Jerome Lejeune fu veramente “padre” di una misteriosa abbondanza cromosomica che colpì tanti suoi figli - pazienti perché ha sempre seguito questa indicazione : “Una frase, una sola, determinerà la nostra condotta, la stessa parola di Gesù: Quello che avete fatto a uno solo di questi miei fratelli più piccoli, l'avete fatto a me (Mt 25,40)”. Il 21 gennaio 2021 Papa Francesco ha promulgato il decreto che riconosce le virtù eroiche di Jerome Lejeune proclamato Venerabile.
Ci stiamo incamminando anche noi con Giuseppe e Maria verso il 2 febbraio, festa della Presentazione di Gesù bambino al Tempio. Festa luminosa, la Candelora, che giunge come “compimento” quaranta giorni dopo il Natale. Prima di andare a letto si recita la “compieta” perché la giornata è “compiuta”. Quaranta è numero diffusissimo nella Bibbia che simboleggia appunto un tempo “compiuto”. Io condivido la “sub-gestiva” ipotesi che esso nasca dalle quaranta settimane della vertiginosa gestazione umana, dopodiché attraverso il travaglio del parto la creatura viene alla luce.

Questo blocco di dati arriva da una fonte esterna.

//! Account service - create, read and transfer entry points

use std::sync::Arc;

use rust_decimal::Decimal;
use serde::Serialize;

use crate::domain::result::{Error, Result};
use crate::domain::{Account, AccountId, CancellationToken, Transaction, TransactionFilter};
use crate::ports::AccountRepository;

/// Public view of an account
#[derive(Debug, Clone, PartialEq, Serialize)]
pub struct AccountView {
    pub id: AccountId,
    pub balance: Decimal,
}

impl From<Account> for AccountView {
    fn from(account: Account) -> Self {
        Self {
            id: account.id,
            balance: account.balance,
        }
    }
}

/// Thin facade over an `AccountRepository`
pub struct AccountService<R> {
    repository: Arc<R>,
}

impl<R: AccountRepository> AccountService<R> {
    pub fn new(repository: Arc<R>) -> Self {
        Self { repository }
    }

    /// Open an account with a non-negative starting balance
    pub fn create_account(&self, id: AccountId, initial_balance: Decimal) -> Result<()> {
        let account = Account::new(AccountId::new(id.0)?, initial_balance);
        self.repository.create(&account)?;
        tracing::info!(account = id.0, balance = %account.balance, "account opened");
        Ok(())
    }

    /// Current balance of an account
    pub fn get_account(&self, id: AccountId) -> Result<AccountView> {
        match self.repository.get_by_id(id) {
            Ok(account) => Ok(account.into()),
            Err(Error::NotFound(_)) => Err(Error::AccountNotFound(id)),
            Err(e) => Err(e),
        }
    }

    pub fn transfer(
        &self,
        source: AccountId,
        destination: AccountId,
        amount: Decimal,
    ) -> Result<Transaction> {
        self.repository.transfer(source, destination, amount)
    }

    pub fn transfer_cancellable(
        &self,
        source: AccountId,
        destination: AccountId,
        amount: Decimal,
        cancel: &CancellationToken,
    ) -> Result<Transaction> {
        self.repository
            .transfer_cancellable(source, destination, amount, cancel)
    }

    pub fn list_accounts(&self) -> Result<Vec<AccountView>> {
        Ok(self
            .repository
            .accounts()?
            .into_iter()
            .map(AccountView::from)
            .collect())
    }

    pub fn history(&self, filter: &TransactionFilter) -> Result<Vec<Transaction>> {
        self.repository.transactions(filter)
    }

    /// Sum of all balances
    pub fn total_balance(&self) -> Result<Decimal> {
        self.repository
            .accounts()?
            .iter()
            .try_fold(Decimal::ZERO, |total, account| {
                total
                    .checked_add(account.balance)
                    .ok_or_else(|| Error::invalid_argument("total balance overflows"))
            })
    }
}
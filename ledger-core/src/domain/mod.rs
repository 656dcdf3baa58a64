//! Core domain entities
//!
//! Pure data structures with validation logic - no I/O or external dependencies.

mod account;
pub mod money;
pub mod result;
mod transaction;

pub use account::{Account, AccountId};
pub use transaction::{Transaction, TransactionFilter, TransactionId, Transfer};

/// Cooperative cancellation for in-flight transfers
pub use tokio_util::sync::CancellationToken;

Solo tre esempi: i travagliati quarant’anni nel deserto, fino all’approdo nello splendore della Terra Promessa; i quaranta giorni di Gesù nel deserto e le tre tentazioni, fino all’inizio dei tre entusiasmanti anni di vita pubblica; i quaranta giorni per antonomasia – la quaresima – fino al trionfo dell’ingresso a Gerusalemme, cui fa seguito il precipizio del Golgota e il definitivo trionfo della radiosa alba nuova di Pasqua. Il giorno della Presentazione al tempio si “compie” l’attesa del vecchio Simeone, che può andare in pace perché i suoi occhi hanno visto nella carne di un Bambino la “luce per illuminare” tutti i popoli.

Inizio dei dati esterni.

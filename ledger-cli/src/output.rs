//! Output formatting utilities

use colored::Colorize;
use comfy_table::{presets::UTF8_FULL_CONDENSED, Cell, CellAlignment, ContentArrangement, Table};
use rust_decimal::Decimal;

/// Print a success message
pub fn success(msg: &str) {
    println!("{}", msg.green());
}

/// Print an error message
pub fn error(msg: &str) {
    eprintln!("{}", msg.red());
}

/// Print an info message
pub fn info(msg: &str) {
    println!("{}", msg.cyan());
}

/// Create a styled table
pub fn create_table() -> Table {
    let mut table = Table::new();
    table.load_preset(UTF8_FULL_CONDENSED);
    table.set_content_arrangement(ContentArrangement::Dynamic);
    table
}

/// Right-aligned amount cell
pub fn amount_cell(amount: Decimal) -> Cell {
    Cell::new(format_amount(amount)).set_alignment(CellAlignment::Right)
}

/// Format an amount with at least two decimal places
pub fn format_amount(amount: Decimal) -> String {
    let amount = amount.normalize();
    if amount.scale() < 2 {
        format!("{:.2}", amount)
    } else {
        amount.to_string()
    }
}
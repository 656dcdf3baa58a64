//! Service layer - business logic orchestration
//!
//! Services coordinate domain logic and port interactions. Each service
//! focuses on a specific use case or feature area.

mod account;
pub mod migration;
mod repository;
pub mod transfer;

pub use account::{AccountService, AccountView};
pub use migration::{MigrationResult, MigrationService};
pub use repository::LedgerRepository;
pub use transfer::{TransferEngine, TransferPolicy};
//! Port definitions (hexagonal architecture)
//!
//! Ports define the interfaces for external dependencies. The core domain
//! depends only on these traits, not on concrete implementations.

mod repository;
mod store;

pub use repository::AccountRepository;
pub use store::{LedgerStore, StoreTransaction};
//! Result and error types for the core library

use std::collections::HashMap;

use rust_decimal::Decimal;
use serde::{Deserialize, Serialize};
use thiserror::Error;

use super::AccountId;

/// Core library error type
///
/// `Conflict` is the only variant the transfer engine retries on its own.
#[derive(Error, Debug)]
pub enum Error {
    /// Malformed or out of range input, detected before any store access
    #[error("Invalid argument: {0}")]
    InvalidArgument(String),

    /// Generic lookup miss reported by the repository
    #[error("Not found: {0}")]
    NotFound(String),

    #[error("Account not found: {0}")]
    AccountNotFound(AccountId),

    #[error("Duplicate key: {0}")]
    DuplicateKey(String),

    #[error("Insufficient funds in account {account}: balance {balance}, requested {requested}")]
    InsufficientFunds {
        account: AccountId,
        balance: Decimal,
        requested: Decimal,
    },

    /// Concurrent write detected by the store; the unit of work was rolled back
    #[error("Conflict: {0}")]
    Conflict(String),

    #[error("Store unavailable: {0}")]
    StoreUnavailable(String),

    #[error("Operation cancelled")]
    Cancelled,

    #[error("Operation timed out after {0}ms")]
    Timeout(u128),

    #[error("Database error: {0}")]
    Database(String),

    #[error("Configuration error: {0}")]
    Config(String),
}

impl Error {
    pub fn invalid_argument(msg: impl Into<String>) -> Self {
        Self::InvalidArgument(msg.into())
    }

    pub fn not_found(msg: impl Into<String>) -> Self {
        Self::NotFound(msg.into())
    }

    pub fn duplicate_key(msg: impl Into<String>) -> Self {
        Self::DuplicateKey(msg.into())
    }

    pub fn conflict(msg: impl Into<String>) -> Self {
        Self::Conflict(msg.into())
    }

    pub fn database(msg: impl Into<String>) -> Self {
        Self::Database(msg.into())
    }

    /// Whether a unit of work failing with this error may be re-attempted
    pub fn is_retryable(&self) -> bool {
        matches!(self, Self::Conflict(_))
    }

    /// Short machine readable kind, used in JSON output
    pub fn kind(&self) -> &'static str {
        match self {
            Self::InvalidArgument(_) => "invalid_argument",
            Self::NotFound(_) => "not_found",
            Self::AccountNotFound(_) => "account_not_found",
            Self::DuplicateKey(_) => "duplicate_key",
            Self::InsufficientFunds { .. } => "insufficient_funds",
            Self::Conflict(_) => "conflict",
            Self::StoreUnavailable(_) => "store_unavailable",
            Self::Cancelled => "cancelled",
            Self::Timeout(_) => "timeout",
            Self::Database(_) => "database",
            Self::Config(_) => "config",
        }
    }
}

/// Core library result type
pub type Result<T> = std::result::Result<T, Error>;

/// Operation result with optional context (for JSON output)
#[derive(Debug, Clone, Serialize, Deserialize)]
pub struct OperationResult<T> {
    pub success: bool,
    pub data: Option<T>,
    pub error: Option<String>,
    pub context: Option<HashMap<String, serde_json::Value>>,
}

impl<T> OperationResult<T> {
    /// Create a successful result
    pub fn ok(data: T) -> Self {
        Self {
            success: true,
            data: Some(data),
            error: None,
            context: None,
        }
    }

    /// Create a failed result
    pub fn fail(error: impl Into<String>) -> Self {
        Self {
            success: false,
            data: None,
            error: Some(error.into()),
            context: None,
        }
    }

    /// Create a failed result with context
    pub fn fail_with_context(
        error: impl Into<String>,
        context: HashMap<String, serde_json::Value>,
    ) -> Self {
        Self {
            success: false,
            data: None,
            error: Some(error.into()),
            context: Some(context),
        }
    }
}

impl<T> From<Result<T>> for OperationResult<T> {
    fn from(result: Result<T>) -> Self {
        match result {
            Ok(data) => Self::ok(data),
            Err(e) => {
                let mut context = HashMap::new();
                context.insert("kind".to_string(), serde_json::Value::from(e.kind()));
                Self::fail_with_context(e.to_string(), context)
            }
        }
    }
}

È questa una festa grande per noi latini, e grandissima nel mondo ortodosso che la chiama “ipapànte”, cioè “incontro”: l’incontro tra l’attesa del cuore e il suo sorprendente compimento. Etimologicamente “in-contro” è parola che cela un intimo ossimoro: “in-” esprime attrazione, “-contro” dice invece repulsione. Anche a livello semantico il Bambino entra in scena come “segno di contraddizione”. Nei capolavori di Giotto e del Beato Angelico vince il positivo, espresso dalla grande pace che connota i volti. Invece nei capolavori “gemelli” dei due cognati Giovanni Bellini e Andrea Mantegna tutto appare tremendamente serio e inquietante. Entrambe le tavole fissano il contraccolpo della profezia formulata dal vecchio sacerdote alla giovane Madre: “Anche a te una spada trafiggerà l’anima”.
È questo il primo dei “sette dolori” di Maria. Particolarmente sconsolato e incupito appare Giuseppe, in leggero secondo piano al centro. Ma c’è una parola-chiave, verso l’inizio del racconto dell’evangelista Luca: «A Gerusalemme c'era un uomo di nome Simeone, uomo giusto e pio, che aspettava la consolazione d'Israele, e lo Spirito Santo era su di lui» (Lc 2, 25). “Con-solazione”: da tempo m’interrogo su cosa significhi questa parola. Il card. Gianfranco Ravasi scrive: «l'etimologia di questo vocabolo è il termine “solo”: quindi “consolare” è sostanzialmente “stare con uno che è solo”».
Io credo invece che alla radice ci sia il latino solacium che significa “conforto, aiuto, ristoro”. Tenendo insieme le due ipotesi, “consolare” significa dunque donare una compagnia che conforta, e fare compagnia a chi è solo col suo dolore. Simeone aspettava la consolazione d’Israele e se la ritrovò sorprendentemente fra le braccia: una carne da abbracciare, dunque. Un Dio che non toglie la spada che trafigge neanche all’Addolorata sua Madre, ma che salirà in croce e si farà trafiggere. E che risorgerà. E che permarrà lungo i secoli nella forma della compagnia che “con-sola”.